RECORDS –
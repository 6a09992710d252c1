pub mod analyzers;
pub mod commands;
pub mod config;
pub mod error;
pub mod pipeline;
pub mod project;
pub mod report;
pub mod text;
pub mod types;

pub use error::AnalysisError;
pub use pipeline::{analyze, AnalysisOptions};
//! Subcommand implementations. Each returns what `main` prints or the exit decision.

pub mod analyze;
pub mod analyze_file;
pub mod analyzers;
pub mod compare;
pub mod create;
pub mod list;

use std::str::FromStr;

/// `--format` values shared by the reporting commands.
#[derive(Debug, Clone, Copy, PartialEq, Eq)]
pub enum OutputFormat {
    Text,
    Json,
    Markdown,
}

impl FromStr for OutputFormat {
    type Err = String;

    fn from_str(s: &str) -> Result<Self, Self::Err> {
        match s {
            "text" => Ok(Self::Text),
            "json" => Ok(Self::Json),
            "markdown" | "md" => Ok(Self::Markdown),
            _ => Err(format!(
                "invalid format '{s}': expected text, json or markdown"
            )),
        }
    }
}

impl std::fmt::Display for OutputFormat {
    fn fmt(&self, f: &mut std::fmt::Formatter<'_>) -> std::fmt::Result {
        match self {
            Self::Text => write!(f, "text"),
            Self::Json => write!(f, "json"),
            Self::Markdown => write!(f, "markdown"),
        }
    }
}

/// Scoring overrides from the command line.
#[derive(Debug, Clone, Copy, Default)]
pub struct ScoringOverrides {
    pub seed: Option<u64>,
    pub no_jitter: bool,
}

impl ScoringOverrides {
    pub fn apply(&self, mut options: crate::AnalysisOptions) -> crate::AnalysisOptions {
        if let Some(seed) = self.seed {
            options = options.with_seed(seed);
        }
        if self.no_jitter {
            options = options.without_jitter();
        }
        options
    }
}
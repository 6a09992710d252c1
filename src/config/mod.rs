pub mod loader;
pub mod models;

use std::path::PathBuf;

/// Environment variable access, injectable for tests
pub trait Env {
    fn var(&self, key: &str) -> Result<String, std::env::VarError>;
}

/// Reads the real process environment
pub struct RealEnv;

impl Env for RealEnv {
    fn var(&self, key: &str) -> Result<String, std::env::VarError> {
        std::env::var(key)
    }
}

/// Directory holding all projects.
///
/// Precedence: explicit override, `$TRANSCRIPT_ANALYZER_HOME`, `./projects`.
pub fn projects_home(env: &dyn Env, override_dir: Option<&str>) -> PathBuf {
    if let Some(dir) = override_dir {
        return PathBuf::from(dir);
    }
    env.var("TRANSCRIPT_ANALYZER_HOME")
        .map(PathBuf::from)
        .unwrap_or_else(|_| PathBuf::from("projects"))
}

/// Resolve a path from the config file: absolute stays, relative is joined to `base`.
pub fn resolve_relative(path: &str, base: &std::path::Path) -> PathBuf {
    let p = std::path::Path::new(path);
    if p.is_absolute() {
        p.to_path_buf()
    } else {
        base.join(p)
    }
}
* * *
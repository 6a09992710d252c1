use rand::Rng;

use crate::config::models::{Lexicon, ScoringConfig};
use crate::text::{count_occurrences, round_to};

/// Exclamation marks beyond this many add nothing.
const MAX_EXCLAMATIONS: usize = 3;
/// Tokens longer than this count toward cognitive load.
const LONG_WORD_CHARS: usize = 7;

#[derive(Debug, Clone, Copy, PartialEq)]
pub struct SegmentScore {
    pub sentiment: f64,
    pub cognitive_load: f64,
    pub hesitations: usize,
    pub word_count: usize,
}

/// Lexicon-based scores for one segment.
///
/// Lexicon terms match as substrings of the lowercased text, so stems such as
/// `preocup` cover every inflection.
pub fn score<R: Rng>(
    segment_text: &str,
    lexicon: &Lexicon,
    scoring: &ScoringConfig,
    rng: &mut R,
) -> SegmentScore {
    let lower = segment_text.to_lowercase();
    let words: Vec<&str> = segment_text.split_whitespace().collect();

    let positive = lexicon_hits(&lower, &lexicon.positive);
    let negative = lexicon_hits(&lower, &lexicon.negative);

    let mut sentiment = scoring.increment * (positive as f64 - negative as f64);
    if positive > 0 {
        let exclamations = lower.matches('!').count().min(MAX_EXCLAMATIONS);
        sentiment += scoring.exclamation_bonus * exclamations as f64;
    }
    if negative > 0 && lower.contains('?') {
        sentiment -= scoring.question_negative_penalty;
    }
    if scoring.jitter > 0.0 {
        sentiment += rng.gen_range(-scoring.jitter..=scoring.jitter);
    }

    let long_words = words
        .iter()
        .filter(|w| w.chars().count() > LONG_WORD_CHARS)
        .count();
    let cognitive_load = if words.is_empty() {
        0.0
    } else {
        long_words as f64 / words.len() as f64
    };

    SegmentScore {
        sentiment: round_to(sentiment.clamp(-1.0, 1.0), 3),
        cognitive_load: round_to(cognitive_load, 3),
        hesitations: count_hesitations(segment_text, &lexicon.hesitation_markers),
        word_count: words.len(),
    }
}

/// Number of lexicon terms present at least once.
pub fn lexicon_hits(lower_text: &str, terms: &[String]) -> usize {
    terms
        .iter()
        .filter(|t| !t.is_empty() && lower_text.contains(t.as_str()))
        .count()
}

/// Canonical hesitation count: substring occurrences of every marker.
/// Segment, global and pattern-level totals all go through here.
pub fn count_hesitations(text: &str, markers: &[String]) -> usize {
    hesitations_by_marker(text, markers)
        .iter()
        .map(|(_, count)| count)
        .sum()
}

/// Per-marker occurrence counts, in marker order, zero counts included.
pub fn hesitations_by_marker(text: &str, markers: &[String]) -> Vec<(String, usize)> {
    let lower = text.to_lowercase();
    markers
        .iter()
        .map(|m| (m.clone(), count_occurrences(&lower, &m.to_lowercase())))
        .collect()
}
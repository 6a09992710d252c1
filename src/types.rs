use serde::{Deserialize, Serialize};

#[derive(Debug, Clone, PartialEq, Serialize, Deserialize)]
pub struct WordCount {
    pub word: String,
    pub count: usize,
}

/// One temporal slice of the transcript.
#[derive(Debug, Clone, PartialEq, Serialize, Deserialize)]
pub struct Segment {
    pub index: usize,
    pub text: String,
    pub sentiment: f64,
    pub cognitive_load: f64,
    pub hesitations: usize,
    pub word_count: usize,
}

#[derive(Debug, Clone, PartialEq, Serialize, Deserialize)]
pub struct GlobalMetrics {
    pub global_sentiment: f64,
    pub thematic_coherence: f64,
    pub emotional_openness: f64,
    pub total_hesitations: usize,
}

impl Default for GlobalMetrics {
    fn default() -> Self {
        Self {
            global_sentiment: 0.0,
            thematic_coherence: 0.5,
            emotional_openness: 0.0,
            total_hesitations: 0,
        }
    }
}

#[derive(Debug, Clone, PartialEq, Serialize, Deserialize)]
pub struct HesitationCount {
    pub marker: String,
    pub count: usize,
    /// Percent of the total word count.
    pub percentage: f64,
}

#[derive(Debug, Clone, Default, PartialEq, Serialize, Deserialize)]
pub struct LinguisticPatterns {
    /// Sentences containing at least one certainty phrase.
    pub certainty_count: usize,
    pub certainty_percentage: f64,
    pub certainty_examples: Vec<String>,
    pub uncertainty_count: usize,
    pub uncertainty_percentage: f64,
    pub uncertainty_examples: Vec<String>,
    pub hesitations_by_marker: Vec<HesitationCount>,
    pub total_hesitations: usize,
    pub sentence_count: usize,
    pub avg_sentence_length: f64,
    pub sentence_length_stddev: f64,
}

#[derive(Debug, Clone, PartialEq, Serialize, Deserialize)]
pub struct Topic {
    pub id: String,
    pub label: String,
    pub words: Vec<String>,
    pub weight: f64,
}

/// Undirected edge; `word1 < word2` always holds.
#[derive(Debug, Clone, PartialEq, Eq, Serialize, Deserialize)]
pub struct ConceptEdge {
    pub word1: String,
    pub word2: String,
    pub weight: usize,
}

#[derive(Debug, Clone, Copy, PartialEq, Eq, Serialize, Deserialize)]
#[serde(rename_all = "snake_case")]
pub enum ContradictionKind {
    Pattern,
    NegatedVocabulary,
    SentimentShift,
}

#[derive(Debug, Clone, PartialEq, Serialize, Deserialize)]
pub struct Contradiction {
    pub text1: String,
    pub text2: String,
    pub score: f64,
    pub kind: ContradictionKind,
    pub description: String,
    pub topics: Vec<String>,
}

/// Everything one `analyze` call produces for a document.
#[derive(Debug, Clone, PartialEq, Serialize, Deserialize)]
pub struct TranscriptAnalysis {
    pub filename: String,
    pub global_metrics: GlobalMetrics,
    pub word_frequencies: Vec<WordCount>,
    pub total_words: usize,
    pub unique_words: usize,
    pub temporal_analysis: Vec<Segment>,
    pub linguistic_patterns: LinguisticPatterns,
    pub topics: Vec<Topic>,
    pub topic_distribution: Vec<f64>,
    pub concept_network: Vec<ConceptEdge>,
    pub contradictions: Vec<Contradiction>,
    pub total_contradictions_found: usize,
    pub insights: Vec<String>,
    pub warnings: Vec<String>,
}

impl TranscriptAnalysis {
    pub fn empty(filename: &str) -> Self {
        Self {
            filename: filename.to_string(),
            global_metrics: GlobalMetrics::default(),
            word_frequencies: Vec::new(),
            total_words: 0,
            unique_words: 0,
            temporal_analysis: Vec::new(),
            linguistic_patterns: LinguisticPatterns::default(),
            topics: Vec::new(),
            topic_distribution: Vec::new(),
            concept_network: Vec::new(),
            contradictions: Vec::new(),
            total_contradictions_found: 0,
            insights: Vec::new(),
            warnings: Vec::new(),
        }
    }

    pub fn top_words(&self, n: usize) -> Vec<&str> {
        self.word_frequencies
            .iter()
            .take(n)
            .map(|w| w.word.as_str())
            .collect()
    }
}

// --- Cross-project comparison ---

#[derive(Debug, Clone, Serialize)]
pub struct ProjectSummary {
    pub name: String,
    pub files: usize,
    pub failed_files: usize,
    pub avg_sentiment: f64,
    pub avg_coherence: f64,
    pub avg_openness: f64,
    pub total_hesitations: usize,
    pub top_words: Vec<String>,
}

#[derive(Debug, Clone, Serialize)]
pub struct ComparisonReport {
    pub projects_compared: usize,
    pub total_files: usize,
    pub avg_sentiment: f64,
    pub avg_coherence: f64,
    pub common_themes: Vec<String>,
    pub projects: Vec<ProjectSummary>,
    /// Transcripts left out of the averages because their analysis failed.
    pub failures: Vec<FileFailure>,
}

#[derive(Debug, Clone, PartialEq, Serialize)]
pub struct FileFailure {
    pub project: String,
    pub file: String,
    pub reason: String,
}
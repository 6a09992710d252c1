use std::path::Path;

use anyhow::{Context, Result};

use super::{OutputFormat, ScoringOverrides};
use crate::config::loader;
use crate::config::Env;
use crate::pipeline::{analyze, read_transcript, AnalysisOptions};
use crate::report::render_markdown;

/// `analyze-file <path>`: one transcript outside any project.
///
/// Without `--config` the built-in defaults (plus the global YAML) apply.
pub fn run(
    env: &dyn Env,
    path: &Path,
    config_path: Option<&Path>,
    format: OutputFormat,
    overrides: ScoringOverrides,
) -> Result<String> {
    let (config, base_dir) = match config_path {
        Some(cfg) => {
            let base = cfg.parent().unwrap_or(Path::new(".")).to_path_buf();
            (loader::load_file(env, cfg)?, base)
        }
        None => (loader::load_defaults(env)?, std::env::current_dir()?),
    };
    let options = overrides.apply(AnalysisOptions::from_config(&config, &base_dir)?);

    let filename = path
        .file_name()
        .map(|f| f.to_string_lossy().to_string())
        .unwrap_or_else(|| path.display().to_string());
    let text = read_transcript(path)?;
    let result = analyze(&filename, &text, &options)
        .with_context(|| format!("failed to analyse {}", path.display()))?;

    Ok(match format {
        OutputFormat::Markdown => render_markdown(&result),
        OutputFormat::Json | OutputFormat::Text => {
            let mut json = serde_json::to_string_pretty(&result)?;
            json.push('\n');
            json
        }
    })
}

WORK TASK –
If a line contains the word "AnalysisOptions", count it; give the total for the entries above and nothing else.

WRITTEN ANSWER –
4